[Dataset entries]
★ ★ ★

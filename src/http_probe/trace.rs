use std::net::SocketAddr;
use std::time::{Duration, Instant};

use tracing::debug;

use super::result::TimingResult;

/// Hooks invoked by the prober at each point of the request lifecycle.
///
/// Every hook receives the instant the event happened. Hooks that never fire
/// leave their phase unmeasured: plain HTTP has no TLS handshake and IP
/// literal hosts skip DNS.
pub trait ClientTrace {
    fn dns_start(&mut self, _host: &str, _at: Instant) {}
    fn dns_done(&mut self, _at: Instant) {}
    fn connect_start(&mut self, _addr: SocketAddr, _at: Instant) {}
    fn connect_done(&mut self, _addr: SocketAddr, _at: Instant) {}
    fn tls_handshake_start(&mut self, _at: Instant) {}
    fn tls_handshake_done(&mut self, _at: Instant) {}
    fn got_first_response_byte(&mut self, _at: Instant) {}
}

/// Records hook instants relative to the start of an attempt.
#[derive(Debug, Clone)]
pub struct PhaseTimings {
    start: Instant,
    dns: (Option<Instant>, Option<Instant>),
    connect: (Option<Instant>, Option<Instant>),
    tls: (Option<Instant>, Option<Instant>),
    first_byte: Option<Instant>,
}

impl PhaseTimings {
    pub fn new(start: Instant) -> Self {
        Self {
            start,
            dns: (None, None),
            connect: (None, None),
            tls: (None, None),
            first_byte: None,
        }
    }

    pub fn into_result(self, url: &str, total: Duration) -> TimingResult {
        TimingResult {
            url: url.to_string(),
            dns: span(self.dns),
            tls: span(self.tls),
            connect: span(self.connect),
            ttfb: self
                .first_byte
                .map(|at| at.saturating_duration_since(self.start))
                .unwrap_or_default(),
            total,
        }
    }
}

fn span((start, end): (Option<Instant>, Option<Instant>)) -> Duration {
    match (start, end) {
        (Some(start), Some(end)) => end.saturating_duration_since(start),
        _ => Duration::ZERO,
    }
}

impl ClientTrace for PhaseTimings {
    fn dns_start(&mut self, _host: &str, at: Instant) {
        self.dns = (Some(at), None);
    }

    fn dns_done(&mut self, at: Instant) {
        self.dns.1 = Some(at);
        debug!(dns = ?span(self.dns), "DNS done");
    }

    // A new connect attempt replaces the previous one.
    fn connect_start(&mut self, _addr: SocketAddr, at: Instant) {
        self.connect = (Some(at), None);
    }

    fn connect_done(&mut self, addr: SocketAddr, at: Instant) {
        self.connect.1 = Some(at);
        debug!(%addr, connect = ?span(self.connect), "connect done");
    }

    fn tls_handshake_start(&mut self, at: Instant) {
        self.tls = (Some(at), None);
    }

    fn tls_handshake_done(&mut self, at: Instant) {
        self.tls.1 = Some(at);
        debug!(tls = ?span(self.tls), "TLS handshake done");
    }

    fn got_first_response_byte(&mut self, at: Instant) {
        self.first_byte = Some(at);
        debug!(ttfb = ?at.saturating_duration_since(self.start), "first response byte");
    }
}
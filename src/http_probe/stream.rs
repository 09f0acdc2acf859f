use std::pin::Pin;
use std::sync::{Arc, OnceLock};
use std::task::{Context, Poll};
use std::time::Instant;

use tokio::io::{AsyncRead, AsyncWrite, ReadBuf};
use tokio::net::TcpStream;
use tokio_native_tls::TlsStream;

/// The transport a probe talks HTTP over.
pub enum ProbeStream {
    Plain(TcpStream),
    Tls(TlsStream<TcpStream>),
}

impl AsyncRead for ProbeStream {
    fn poll_read(
        self: Pin<&mut Self>,
        cx: &mut Context<'_>,
        buf: &mut ReadBuf<'_>,
    ) -> Poll<std::io::Result<()>> {
        match self.get_mut() {
            ProbeStream::Plain(stream) => Pin::new(stream).poll_read(cx, buf),
            ProbeStream::Tls(stream) => Pin::new(stream).poll_read(cx, buf),
        }
    }
}

impl AsyncWrite for ProbeStream {
    fn poll_write(
        self: Pin<&mut Self>,
        cx: &mut Context<'_>,
        buf: &[u8],
    ) -> Poll<std::io::Result<usize>> {
        match self.get_mut() {
            ProbeStream::Plain(stream) => Pin::new(stream).poll_write(cx, buf),
            ProbeStream::Tls(stream) => Pin::new(stream).poll_write(cx, buf),
        }
    }

    fn poll_flush(self: Pin<&mut Self>, cx: &mut Context<'_>) -> Poll<std::io::Result<()>> {
        match self.get_mut() {
            ProbeStream::Plain(stream) => Pin::new(stream).poll_flush(cx),
            ProbeStream::Tls(stream) => Pin::new(stream).poll_flush(cx),
        }
    }

    fn poll_shutdown(self: Pin<&mut Self>, cx: &mut Context<'_>) -> Poll<std::io::Result<()>> {
        match self.get_mut() {
            ProbeStream::Plain(stream) => Pin::new(stream).poll_shutdown(cx),
            ProbeStream::Tls(stream) => Pin::new(stream).poll_shutdown(cx),
        }
    }
}

/// Records when the first byte is read from the wrapped stream.
///
/// hyper drives the connection from its own task, so the instant is shared
/// through an `Arc` and picked up once the response head has arrived. Wrap
/// the stream above TLS so handshake records don't count as response bytes.
pub struct FirstByte<S> {
    inner: S,
    first_byte: Arc<OnceLock<Instant>>,
}

impl<S> FirstByte<S> {
    pub fn new(inner: S) -> (Self, Arc<OnceLock<Instant>>) {
        let first_byte = Arc::new(OnceLock::new());
        let stream = Self {
            inner,
            first_byte: Arc::clone(&first_byte),
        };
        (stream, first_byte)
    }
}

impl<S: AsyncRead + Unpin> AsyncRead for FirstByte<S> {
    fn poll_read(
        self: Pin<&mut Self>,
        cx: &mut Context<'_>,
        buf: &mut ReadBuf<'_>,
    ) -> Poll<std::io::Result<()>> {
        let this = self.get_mut();
        let before = buf.filled().len();
        let result = Pin::new(&mut this.inner).poll_read(cx, buf);
        if let Poll::Ready(Ok(())) = result {
            if buf.filled().len() > before {
                let _ = this.first_byte.set(Instant::now());
            }
        }
        result
    }
}

impl<S: AsyncWrite + Unpin> AsyncWrite for FirstByte<S> {
    fn poll_write(
        self: Pin<&mut Self>,
        cx: &mut Context<'_>,
        buf: &[u8],
    ) -> Poll<std::io::Result<usize>> {
        Pin::new(&mut self.get_mut().inner).poll_write(cx, buf)
    }

    fn poll_flush(self: Pin<&mut Self>, cx: &mut Context<'_>) -> Poll<std::io::Result<()>> {
        Pin::new(&mut self.get_mut().inner).poll_flush(cx)
    }

    fn poll_shutdown(self: Pin<&mut Self>, cx: &mut Context<'_>) -> Poll<std::io::Result<()>> {
        Pin::new(&mut self.get_mut().inner).poll_shutdown(cx)
    }
}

★ ★ ★

## [DIRECTIONS]
Begin at the line that has "pub struct PhaseTimings" in the entries above; stop after the line that has "fn connect_start(&mut self, _addr: SocketAddr, at: Instant)". Transcribe exactly those lines and no others.

## [ANSWER TO THE PROBLEM]
pub struct PhaseTimings {
    start: Instant,
    dns: (Option<Instant>, Option<Instant>),
    connect: (Option<Instant>, Option<Instant>),
    tls: (Option<Instant>, Option<Instant>),
    first_byte: Option<Instant>,
}

impl PhaseTimings {
    pub fn new(start: Instant) -> Self {
        Self {
            start,
            dns: (None, None),
            connect: (None, None),
            tls: (None, None),
            first_byte: None,
        }
    }

    pub fn into_result(self, url: &str, total: Duration) -> TimingResult {
        TimingResult {
            url: url.to_string(),
            dns: span(self.dns),
            tls: span(self.tls),
            connect: span(self.connect),
            ttfb: self
                .first_byte
                .map(|at| at.saturating_duration_since(self.start))
                .unwrap_or_default(),
            total,
        }
    }
}

fn span((start, end): (Option<Instant>, Option<Instant>)) -> Duration {
    match (start, end) {
        (Some(start), Some(end)) => end.saturating_duration_since(start),
        _ => Duration::ZERO,
    }
}

impl ClientTrace for PhaseTimings {
    fn dns_start(&mut self, _host: &str, at: Instant) {
        self.dns = (Some(at), None);
    }

    fn dns_done(&mut self, at: Instant) {
        self.dns.1 = Some(at);
        debug!(dns = ?span(self.dns), "DNS done");
    }

    // A new connect attempt replaces the previous one.
    fn connect_start(&mut self, _addr: SocketAddr, at: Instant) {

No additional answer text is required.